How strange it all seems. If it hadn't been so brutalising, murderous and cruel it could almost be a quaint period in human history.

Of course no sentient person would argue these things have all gone -- the physical symbols may have been removed, the psyche which created them could be more intact than we might want to believe -- but certainly when you calibrate your world around a creative art like music they just seem bizarre aberrations.

In American popular music, for example, black and white artists were always listening to (and often learning from) each other.
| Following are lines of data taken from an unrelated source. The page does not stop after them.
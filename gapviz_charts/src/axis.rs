// Copyright 2026 the Gapviz Authors
// SPDX-License-Identifier: Apache-2.0 OR MIT

//! Axis mark generation.
//!
//! An axis is a single spec with an `orient`: a bottom axis along the
//! lower plot edge or a left axis along the left edge. Tick values come
//! from the axis scale itself (no hand-placed ticks); each tick gets a
//! short rule mark and a formatted label.

extern crate alloc;

use alloc::string::String;
use alloc::sync::Arc;
use alloc::vec::Vec;

use kurbo::{BezPath, Rect};
use peniko::Brush;
use peniko::color::palette::css;

use gapviz_core::{Mark, MarkId, PathMark, TextAnchor, TextBaseline, TextMark};

use crate::format::format_tick_with_step;
use crate::scale::{ScaleLinear, ScaleLinearSpec};
use crate::z_order;

/// A paint + width pair for stroked paths (domain lines, ticks).
#[derive(Clone, Debug, PartialEq)]
pub struct StrokeStyle {
    /// Stroke paint.
    pub brush: Brush,
    /// Stroke width in scene coordinates.
    pub stroke_width: f64,
}

impl StrokeStyle {
    /// Convenience for a solid stroke.
    pub fn solid(brush: impl Into<Brush>, stroke_width: f64) -> Self {
        Self {
            brush: brush.into(),
            stroke_width,
        }
    }
}

impl Default for StrokeStyle {
    fn default() -> Self {
        Self::solid(css::BLACK, 1.0)
    }
}

/// Axis styling defaults.
#[derive(Clone, Debug, PartialEq)]
pub struct AxisStyle {
    /// Style for the axis domain line and tick marks.
    pub rule: StrokeStyle,
    /// Fill paint for tick labels.
    pub label_fill: Brush,
    /// Font size for tick labels.
    pub label_font_size: f64,
}

impl Default for AxisStyle {
    fn default() -> Self {
        let rule = StrokeStyle::default();
        Self {
            label_fill: rule.brush.clone(),
            rule,
            label_font_size: 10.0,
        }
    }
}

/// Axis placement relative to the plot rectangle.
#[derive(Clone, Copy, Debug, PartialEq, Eq, Hash)]
pub enum AxisOrient {
    /// A horizontal axis placed below the plot area.
    Bottom,
    /// A vertical axis placed to the left of the plot area.
    Left,
}

/// An axis specification over a linear scale.
#[derive(Clone)]
pub struct AxisSpec {
    /// Stable-id base; each generated mark uses a deterministic offset
    /// from this base.
    pub id_base: u64,
    /// The axis scale specification (shared with the series marks so
    /// ticks and bubbles agree on the mapping).
    pub scale: ScaleLinearSpec,
    /// Axis placement relative to the plot.
    pub orient: AxisOrient,
    /// Approximate number of ticks, delegated to the scale's tick
    /// generator.
    pub tick_count: usize,
    /// Tick line length in scene coordinates.
    pub tick_size: f64,
    /// Padding between the tick end and the tick label.
    pub tick_padding: f64,
    /// Axis styling.
    pub style: AxisStyle,
    /// Optional tick label formatter; the second argument is the tick
    /// step, for consistent decimal formatting.
    pub tick_formatter: Option<Arc<dyn Fn(f64, f64) -> String>>,
}

impl core::fmt::Debug for AxisSpec {
    fn fmt(&self, f: &mut core::fmt::Formatter<'_>) -> core::fmt::Result {
        f.debug_struct("AxisSpec")
            .field("id_base", &self.id_base)
            .field("scale", &self.scale)
            .field("orient", &self.orient)
            .field("tick_count", &self.tick_count)
            .field("tick_size", &self.tick_size)
            .field("tick_padding", &self.tick_padding)
            .field("style", &self.style)
            .field("tick_formatter", &self.tick_formatter.is_some())
            .finish()
    }
}

impl AxisSpec {
    fn new(id_base: u64, scale: ScaleLinearSpec, orient: AxisOrient) -> Self {
        let tick_padding = match orient {
            AxisOrient::Bottom => 12.0,
            AxisOrient::Left => 6.0,
        };
        Self {
            id_base,
            scale,
            orient,
            tick_count: 10,
            tick_size: 5.0,
            tick_padding,
            style: AxisStyle::default(),
            tick_formatter: None,
        }
    }

    /// Creates a bottom axis.
    pub fn bottom(id_base: u64, scale: ScaleLinearSpec) -> Self {
        Self::new(id_base, scale, AxisOrient::Bottom)
    }

    /// Creates a left axis.
    pub fn left(id_base: u64, scale: ScaleLinearSpec) -> Self {
        Self::new(id_base, scale, AxisOrient::Left)
    }

    /// Sets the approximate tick count.
    pub fn with_tick_count(mut self, tick_count: usize) -> Self {
        self.tick_count = tick_count;
        self
    }

    /// Sets the tick size in scene coordinates.
    pub fn with_tick_size(mut self, tick_size: f64) -> Self {
        self.tick_size = tick_size;
        self
    }

    /// Sets the tick padding in scene coordinates.
    pub fn with_tick_padding(mut self, tick_padding: f64) -> Self {
        self.tick_padding = tick_padding;
        self
    }

    /// Sets the axis style.
    pub fn with_style(mut self, style: AxisStyle) -> Self {
        self.style = style;
        self
    }

    /// Sets a custom tick label formatter.
    pub fn with_tick_formatter(mut self, f: impl Fn(f64, f64) -> String + 'static) -> Self {
        self.tick_formatter = Some(Arc::new(f));
        self
    }

    /// Instantiates the axis scale for a given plot rectangle.
    ///
    /// Bottom axes map into `(plot.x0, plot.x1)`; left axes map into
    /// `(plot.y1, plot.y0)` since scene y grows downward.
    pub fn scale_for(&self, plot: Rect) -> ScaleLinear {
        let range = match self.orient {
            AxisOrient::Bottom => (plot.x0, plot.x1),
            AxisOrient::Left => (plot.y1, plot.y0),
        };
        self.scale.instantiate(range)
    }

    fn tick_values(&self) -> (Vec<f64>, f64) {
        let domain = self.scale.resolved_domain();
        let tmp = ScaleLinear::new(domain, (0.0, 1.0));
        let ticks = tmp.ticks(self.tick_count);
        let step = tick_step(&ticks);
        (ticks, step)
    }

    fn format_tick(&self, v: f64, step: f64) -> String {
        match &self.tick_formatter {
            Some(f) => (f)(v, step),
            None => format_tick_with_step(v, step),
        }
    }

    /// Generates the axis marks for the given plot rectangle.
    pub fn marks(&self, plot: Rect) -> Vec<Mark> {
        match self.orient {
            AxisOrient::Bottom => self.marks_bottom(plot),
            AxisOrient::Left => self.marks_left(plot),
        }
    }

    fn marks_bottom(&self, plot: Rect) -> Vec<Mark> {
        let y = plot.y1;
        let tick_size = self.tick_size.abs();
        let label_gap = self.tick_padding.max(0.0);
        let (ticks, step) = self.tick_values();
        let scale = self.scale_for(plot);

        let mut out = Vec::new();

        // Domain line.
        let mut domain = BezPath::new();
        domain.move_to((plot.x0, y));
        domain.line_to((plot.x1, y));
        out.push(rule_mark(
            MarkId::from_raw(self.id_base),
            domain,
            &self.style.rule,
        ));

        let ticks_len = ticks.len();
        for (i, v) in ticks.iter().copied().enumerate() {
            let x = scale.map(v);
            // Nice ticks may overshoot the domain; drop the ones that
            // land outside the plot.
            if x < plot.x0 - 1.0e-9 || x > plot.x1 + 1.0e-9 {
                continue;
            }

            let mut tick = BezPath::new();
            tick.move_to((x, y));
            tick.line_to((x, y + tick_size));
            out.push(rule_mark(
                MarkId::from_raw(self.id_base + 1 + i as u64),
                tick,
                &self.style.rule,
            ));

            // Clamp the first/last label anchors so they stay inside the
            // plot instead of spilling past its corners.
            let (anchor, x) = if i == 0 {
                (TextAnchor::Start, x.clamp(plot.x0, plot.x1))
            } else if i + 1 == ticks_len {
                (TextAnchor::End, x.clamp(plot.x0, plot.x1))
            } else {
                (TextAnchor::Middle, x)
            };
            out.push(Mark::text(
                MarkId::from_raw(self.id_base + 1000 + i as u64),
                z_order::AXIS_LABELS,
                TextMark {
                    pos: (x, y + tick_size + label_gap).into(),
                    text: self.format_tick(v, step),
                    font_size: self.style.label_font_size,
                    angle: 0.0,
                    anchor,
                    baseline: TextBaseline::Hanging,
                    fill: self.style.label_fill.clone(),
                },
            ));
        }

        out
    }

    fn marks_left(&self, plot: Rect) -> Vec<Mark> {
        let x = plot.x0;
        let tick_size = self.tick_size.abs();
        let label_gap = self.tick_padding.max(0.0);
        let (ticks, step) = self.tick_values();
        let scale = self.scale_for(plot);

        let mut out = Vec::new();

        // Domain line.
        let mut domain = BezPath::new();
        domain.move_to((x, plot.y0));
        domain.line_to((x, plot.y1));
        out.push(rule_mark(
            MarkId::from_raw(self.id_base),
            domain,
            &self.style.rule,
        ));

        for (i, v) in ticks.iter().copied().enumerate() {
            let y = scale.map(v);
            if y < plot.y0 - 1.0e-9 || y > plot.y1 + 1.0e-9 {
                continue;
            }

            let mut tick = BezPath::new();
            tick.move_to((x, y));
            tick.line_to((x - tick_size, y));
            out.push(rule_mark(
                MarkId::from_raw(self.id_base + 1 + i as u64),
                tick,
                &self.style.rule,
            ));

            out.push(Mark::text(
                MarkId::from_raw(self.id_base + 1000 + i as u64),
                z_order::AXIS_LABELS,
                TextMark {
                    pos: (x - tick_size - label_gap, y).into(),
                    text: self.format_tick(v, step),
                    font_size: self.style.label_font_size,
                    angle: 0.0,
                    anchor: TextAnchor::End,
                    baseline: TextBaseline::Middle,
                    fill: self.style.label_fill.clone(),
                },
            ));
        }

        out
    }
}

fn rule_mark(id: MarkId, path: BezPath, stroke: &StrokeStyle) -> Mark {
    Mark::path(
        id,
        z_order::AXIS_RULES,
        PathMark::stroked(path, stroke.brush.clone(), stroke.stroke_width),
    )
}

fn tick_step(ticks: &[f64]) -> f64 {
    let step = ticks
        .windows(2)
        .map(|w| (w[1] - w[0]).abs())
        .fold(f64::INFINITY, f64::min);
    if step.is_finite() { step } else { 0.0 }
}

#[cfg(test)]
mod tests {
    extern crate std;

    use alloc::format;
    use alloc::vec::Vec;

    use gapviz_core::MarkPayload;

    use super::*;

    fn plot() -> Rect {
        Rect::new(30.0, 30.0, 670.0, 450.0)
    }

    fn tick_label_texts(marks: &[Mark]) -> Vec<String> {
        marks
            .iter()
            .filter_map(|m| match &m.payload {
                MarkPayload::Text(t) => Some(t.text.clone()),
                MarkPayload::Path(_) => None,
            })
            .collect()
    }

    #[test]
    fn bottom_axis_pairs_every_label_with_a_tick() {
        let axis = AxisSpec::bottom(0x10_000, ScaleLinearSpec::new((0.0, 100.0)));
        let marks = axis.marks(plot());
        let labels = tick_label_texts(&marks).len();
        let rules = marks.len() - labels;
        // Domain line plus one rule per label.
        assert_eq!(rules, labels + 1);
        assert!(labels >= 2, "expected several ticks");
    }

    #[test]
    fn bottom_axis_marks_sit_on_the_lower_edge() {
        let axis = AxisSpec::bottom(0x10_000, ScaleLinearSpec::new((0.0, 100.0)));
        for mark in axis.marks(plot()) {
            match &mark.payload {
                MarkPayload::Path(p) => {
                    let b = p.bounds().expect("axis rules are finite");
                    assert!(b.y0 >= plot().y1 - 1e-9, "rule above the plot edge: {b:?}");
                }
                MarkPayload::Text(t) => {
                    assert!(t.pos.y > plot().y1, "label above the plot edge");
                }
            }
        }
    }

    #[test]
    fn left_axis_labels_anchor_end_before_the_plot() {
        let axis = AxisSpec::left(0x11_000, ScaleLinearSpec::new((50.0, 80.0)));
        let marks = axis.marks(plot());
        for mark in &marks {
            if let MarkPayload::Text(t) = &mark.payload {
                assert_eq!(t.anchor, TextAnchor::End);
                assert!(t.pos.x < plot().x0, "label right of the plot edge");
            }
        }
    }

    #[test]
    fn left_axis_positions_decrease_as_values_grow() {
        let axis = AxisSpec::left(0x11_000, ScaleLinearSpec::new((50.0, 80.0)));
        let scale = axis.scale_for(plot());
        assert!(scale.map(80.0) < scale.map(50.0));
    }

    #[test]
    fn ticks_outside_the_plot_are_dropped() {
        // A buffered scale insets the domain endpoints, so the niced
        // ticks at the extremes can fall outside the plot.
        let axis = AxisSpec::bottom(
            0x10_000,
            ScaleLinearSpec::new((0.0, 100.0)).with_buffer(0.025),
        );
        let scale = axis.scale_for(plot());
        for mark in axis.marks(plot()) {
            if let MarkPayload::Path(p) = &mark.payload {
                let b = p.bounds().expect("finite rule");
                assert!(b.x0 >= plot().x0 - 1e-6 && b.x1 <= plot().x1 + 1e-6);
            }
        }
        assert!(scale.map(0.0) > plot().x0, "buffer insets the minimum");
    }

    #[test]
    fn custom_formatter_overrides_tick_labels() {
        let axis = AxisSpec::bottom(0x10_000, ScaleLinearSpec::new((0.0, 100.0)))
            .with_tick_formatter(|v, _| format!("<{v}>"));
        let labels = tick_label_texts(&axis.marks(plot()));
        assert!(labels.iter().all(|l| l.starts_with('<')), "formatter used");
    }

    #[test]
    fn degenerate_domain_produces_a_single_tick_without_panicking() {
        let axis = AxisSpec::bottom(0x10_000, ScaleLinearSpec::new((42.0, 42.0)));
        let marks = axis.marks(plot());
        let labels = tick_label_texts(&marks);
        assert_eq!(labels.len(), 1, "one tick for a single-point domain");
        assert_eq!(labels[0], "42");
    }
}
Great synthesisers of styles like Duke Ellington, Charlie Parker, Elvis Presley, Chuck Berry, Buddy Holly, Ray Charles, the Beatles, the Rolling Stones and so many more seemed all but colourblind in their listening habits, and what they created.

Certainly after Ray Charles recorded his Modern Sounds in Country and Western Music in '62 (a black man singing white country music?) it opened many listeners' ears, although such racial crossover had been happening for decades in some form or other.

The collection Behind Closed Doors; Where Country Meets Soul (Kent/Border) is a natural offshoot of this idea and brings together black artists from down the decades covering George Jones, Bob Wills, Loretta Lynn, Hank Wiliams, Patsy Cline . . .

And of course it makes sense because country music has long been recognised as white Southern soul music.

But what great singers and interpreters are here: Aaron Neville in '93 singing Jones' wonderful Grand Tour; Solomon Burke in '64 on the heartbreaking, saddest song ever He'll Have to Go made famous by Jim Reeves; Percy Sledge with Take Time to Know Her; Tami Lynn telling you her extraordinary hurting truth on Loretta Lynn's song of betrayed virginity on Wings Upon You Horns; the great Al Green in '73 on on a string-suffused version of Hank Williams' I'm So Lonesome I Could Cry; Candi Staton on Patsy Cline's He Called Me Baby . . .

And so much more across 23 songs -- including Arthur Alexander, Bettye Swann, Clarence Carter, Joe Tex (the soul-country classic Skip a Rope which makes different sense in a black singer's hands), Brook Benton . . .

And that last name reminds me I must have been 30 before I clicked Brook Benton was black. As a kid I'd just heard him as another interesting voice on radio alongside Dave (Six Days on the Road) Dudley, Solomon King (Jewish, who knew from a song?) and Roger Miller on my radio . . .

And the great thing about the wireless and music -- unlike political systems -- is that it can be, at its very rare best, colourblind.